The Bible is full of life lessons, and that includes investment lessons. Let’s look at one lesson in particular in the New Testament and what it can teach us about wealth management.

In the Parable of the Bags of Gold (Matthew 25:14-30), a man goes on a journey and entrusts his wealth to several servants. You could say that he diversified his investments among several wealth managers. If we look at it in modern terms, you might say that he had a long-time horizon for his investments — similar to retirement planning. He gave one of the servants five bags of gold, another he gave two bags of gold, and another servant just one bag.

Biblical returns: what makes a good investment?

Two of these servants-turned-investment-managers produced 100 percent returns on the man’s investment. Of course, the man was very happy with these two investment managers’ 100 percent return. He was less happy with the third man’s 0 percent.

The servant that got one bag of gold returned just the initial bag. The man felt he could have just given his money to bankers who would have given him some interest. (The fact that he only gave this servant one bag suggests he didn’t have a really good feeling about this investment manager’s abilities.)
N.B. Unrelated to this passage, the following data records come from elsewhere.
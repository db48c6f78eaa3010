//! Repository functions for dataset operations.

use labelnet_structs::{Dataset, NewDataset, Visibility};
use sqlx::types::Json;

use crate::get_pool;

const DATASET_COLUMNS: &str = r"
    d.id, d.name, d.description, d.created_at, d.owner_id, d.image, d.image_small,
    d.verified, d.keywords, d.image_width, d.image_height, d.visibility, d.datatype,
    d.dataset_type,
    (SELECT COUNT(*) FROM elements e WHERE e.dataset_id = d.id) AS element_count,
    (SELECT COUNT(*) FROM labels l WHERE l.dataset_id = d.id) AS label_count,
    (SELECT COUNT(*) FROM dataset_downloaders dd WHERE dd.dataset_id = d.id) AS download_count
";

/// Editable dataset fields; `None` keeps the stored value.
#[derive(Debug, Clone, Default)]
pub struct DatasetUpdate {
    pub name: Option<String>,
    pub description: Option<String>,
    pub visibility: Option<Visibility>,
    pub keywords: Option<Vec<String>>,
}

/// Creates a new dataset owned by `owner_id`.
///
/// # Errors
///
/// Returns an error if the database operation fails.
pub async fn insert_dataset(owner_id: i64, dataset: &NewDataset) -> Result<Dataset, sqlx::Error> {
    let pool = get_pool();

    let id: i64 = sqlx::query_scalar(
        r"
        INSERT INTO datasets
            (name, description, owner_id, keywords, image_width, image_height, visibility, datatype, dataset_type)
        VALUES ($1, $2, $3, $4, $5, $6, $7, $8, $9)
        RETURNING id
        ",
    )
    .bind(&dataset.name)
    .bind(&dataset.description)
    .bind(owner_id)
    .bind(Json(&dataset.keywords))
    .bind(dataset.image_width.and_then(|w| i32::try_from(w).ok()))
    .bind(dataset.image_height.and_then(|h| i32::try_from(h).ok()))
    .bind(dataset.visibility)
    .bind(dataset.datatype)
    .bind(dataset.dataset_type)
    .fetch_one(pool)
    .await?;

    find_dataset(id).await?.ok_or(sqlx::Error::RowNotFound)
}

/// Finds a dataset by id.
///
/// # Errors
///
/// Returns an error if the database operation fails.
pub async fn find_dataset(id: i64) -> Result<Option<Dataset>, sqlx::Error> {
    let pool = get_pool();

    sqlx::query_as::<_, Dataset>(&format!("SELECT {DATASET_COLUMNS} FROM datasets d WHERE d.id = $1"))
        .bind(id)
        .fetch_optional(pool)
        .await
}

/// Lists public datasets whose name contains `search` (case-insensitive).
///
/// # Errors
///
/// Returns an error if the database operation fails.
pub async fn list_public_datasets(search: Option<&str>) -> Result<Vec<Dataset>, sqlx::Error> {
    let pool = get_pool();

    sqlx::query_as::<_, Dataset>(&format!(
        r"
        SELECT {DATASET_COLUMNS}
        FROM datasets d
        WHERE d.visibility = 'public'
          AND ($1::text IS NULL OR strpos(lower(d.name), lower($1)) > 0)
        ORDER BY d.created_at DESC
        "
    ))
    .bind(search)
    .fetch_all(pool)
    .await
}

/// Lists the datasets owned by a profile.
///
/// # Errors
///
/// Returns an error if the database operation fails.
pub async fn list_owned_datasets(
    owner_id: i64,
    search: Option<&str>,
) -> Result<Vec<Dataset>, sqlx::Error> {
    let pool = get_pool();

    sqlx::query_as::<_, Dataset>(&format!(
        r"
        SELECT {DATASET_COLUMNS}
        FROM datasets d
        WHERE d.owner_id = $1
          AND ($2::text IS NULL OR strpos(lower(d.name), lower($2)) > 0)
        ORDER BY d.created_at DESC
        "
    ))
    .bind(owner_id)
    .bind(search)
    .fetch_all(pool)
    .await
}

/// Applies a partial update.
///
/// # Errors
///
/// Returns an error if the database operation fails.
pub async fn update_dataset(id: i64, update: &DatasetUpdate) -> Result<(), sqlx::Error> {
    let pool = get_pool();

    sqlx::query(
        r"
        UPDATE datasets
        SET name = COALESCE($2, name),
            description = COALESCE($3, description),
            visibility = COALESCE($4, visibility),
            keywords = COALESCE($5, keywords)
        WHERE id = $1
        ",
    )
    .bind(id)
    .bind(update.name.as_deref())
    .bind(update.description.as_deref())
    .bind(update.visibility)
    .bind(update.keywords.as_ref().map(Json))
    .execute(pool)
    .await?;

    Ok(())
}

/// Replaces the cover image paths, returning the previous ones.
///
/// # Errors
///
/// Returns an error if the database operation fails.
pub async fn set_dataset_images(
    id: i64,
    image: &str,
    image_small: &str,
) -> Result<Vec<String>, sqlx::Error> {
    let pool = get_pool();

    let previous: Option<(Option<String>, Option<String>)> = sqlx::query_as(
        r"
        UPDATE datasets new
        SET image = $2, image_small = $3
        FROM datasets old
        WHERE new.id = $1 AND old.id = new.id
        RETURNING old.image, old.image_small
        ",
    )
    .bind(id)
    .bind(image)
    .bind(image_small)
    .fetch_optional(pool)
    .await?;

    Ok(previous
        .map(|(a, b)| a.into_iter().chain(b).collect())
        .unwrap_or_default())
}

/// Deletes a dataset and its rows, returning the paths of the files it referenced.
///
/// # Errors
///
/// Returns an error if the database operation fails.
pub async fn delete_dataset(id: i64) -> Result<Vec<String>, sqlx::Error> {
    let mut tx = get_pool().begin().await?;

    let mut files: Vec<String> = sqlx::query_scalar("SELECT file FROM elements WHERE dataset_id = $1")
        .bind(id)
        .fetch_all(&mut *tx)
        .await?;

    let images: Option<(Option<String>, Option<String>)> =
        sqlx::query_as("DELETE FROM datasets WHERE id = $1 RETURNING image, image_small")
            .bind(id)
            .fetch_optional(&mut *tx)
            .await?;

    tx.commit().await?;

    if let Some((image, image_small)) = images {
        files.extend(image);
        files.extend(image_small);
    }
    Ok(files)
}

/// Records that a profile downloaded a dataset.
///
/// # Errors
///
/// Returns an error if the database operation fails.
pub async fn record_dataset_download(dataset_id: i64, profile_id: i64) -> Result<(), sqlx::Error> {
    let pool = get_pool();

    sqlx::query(
        r"
        INSERT INTO dataset_downloaders (dataset_id, profile_id)
        VALUES ($1, $2)
        ON CONFLICT DO NOTHING
        ",
    )
    .bind(dataset_id)
    .bind(profile_id)
    .execute(pool)
    .await?;

    Ok(())
}

/// Bookmarks a dataset for a profile.
///
/// # Errors
///
/// Returns an error if the database operation fails.
pub async fn save_dataset(dataset_id: i64, profile_id: i64) -> Result<(), sqlx::Error> {
    let pool = get_pool();

    sqlx::query(
        r"
        INSERT INTO dataset_saves (dataset_id, profile_id)
        VALUES ($1, $2)
        ON CONFLICT DO NOTHING
        ",
    )
    .bind(dataset_id)
    .bind(profile_id)
    .execute(pool)
    .await?;

    Ok(())
}

/// Removes a bookmark.
///
/// # Errors
///
/// Returns an error if the database operation fails.
pub async fn unsave_dataset(dataset_id: i64, profile_id: i64) -> Result<(), sqlx::Error> {
    let pool = get_pool();

    sqlx::query("DELETE FROM dataset_saves WHERE dataset_id = $1 AND profile_id = $2")
        .bind(dataset_id)
        .bind(profile_id)
        .execute(pool)
        .await?;

    Ok(())
}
That servant said that he was afraid and just kept the money in a safe place. We don’t know if there was a reason for the servant to be scared about losing money, or what “good returns” looked like in those days. We do, however, know that the other two servants/investment managers took their responsibility to the master seriously and worked for the best return. Possibly at one time the servants that returned 100% were also scared and thought they could better serve their master by burying the money in the ground and waiting for a “sure thing.” So what made them invest anyway?

Fear and a financial plan

In this Parable, we get a glimpse at the role fear can play in investing. When you’re scared of losing money, you might make decisions that you’ll be unhappy with in the long run. A financial plan, and an investment plan, can help combat that fear.

Work with an advisor to create plans for your investments (and overall finances) that clearly state your goals and expectations.

It’s possible that the two faithful servants in this Parable risked a lot to provide their returns. If they had both invested the gold in the same venture, they would have increased their master’s exposure to risk, which he presumably sought to reduce when he diversified his gold amongst his servants.

Still, I’m not aware of anything in life that comes without risk. Reducing risk in one area can increase your risk elsewhere. So try to ensure that each one of your investments does what it’s supposed to do. And use your investment plan to outline what each investment is supposed to do. It should also outline the expectations for both your investment manage and you.

Managed expectations can help you avoid both the fear and disappointment we see in this Parable.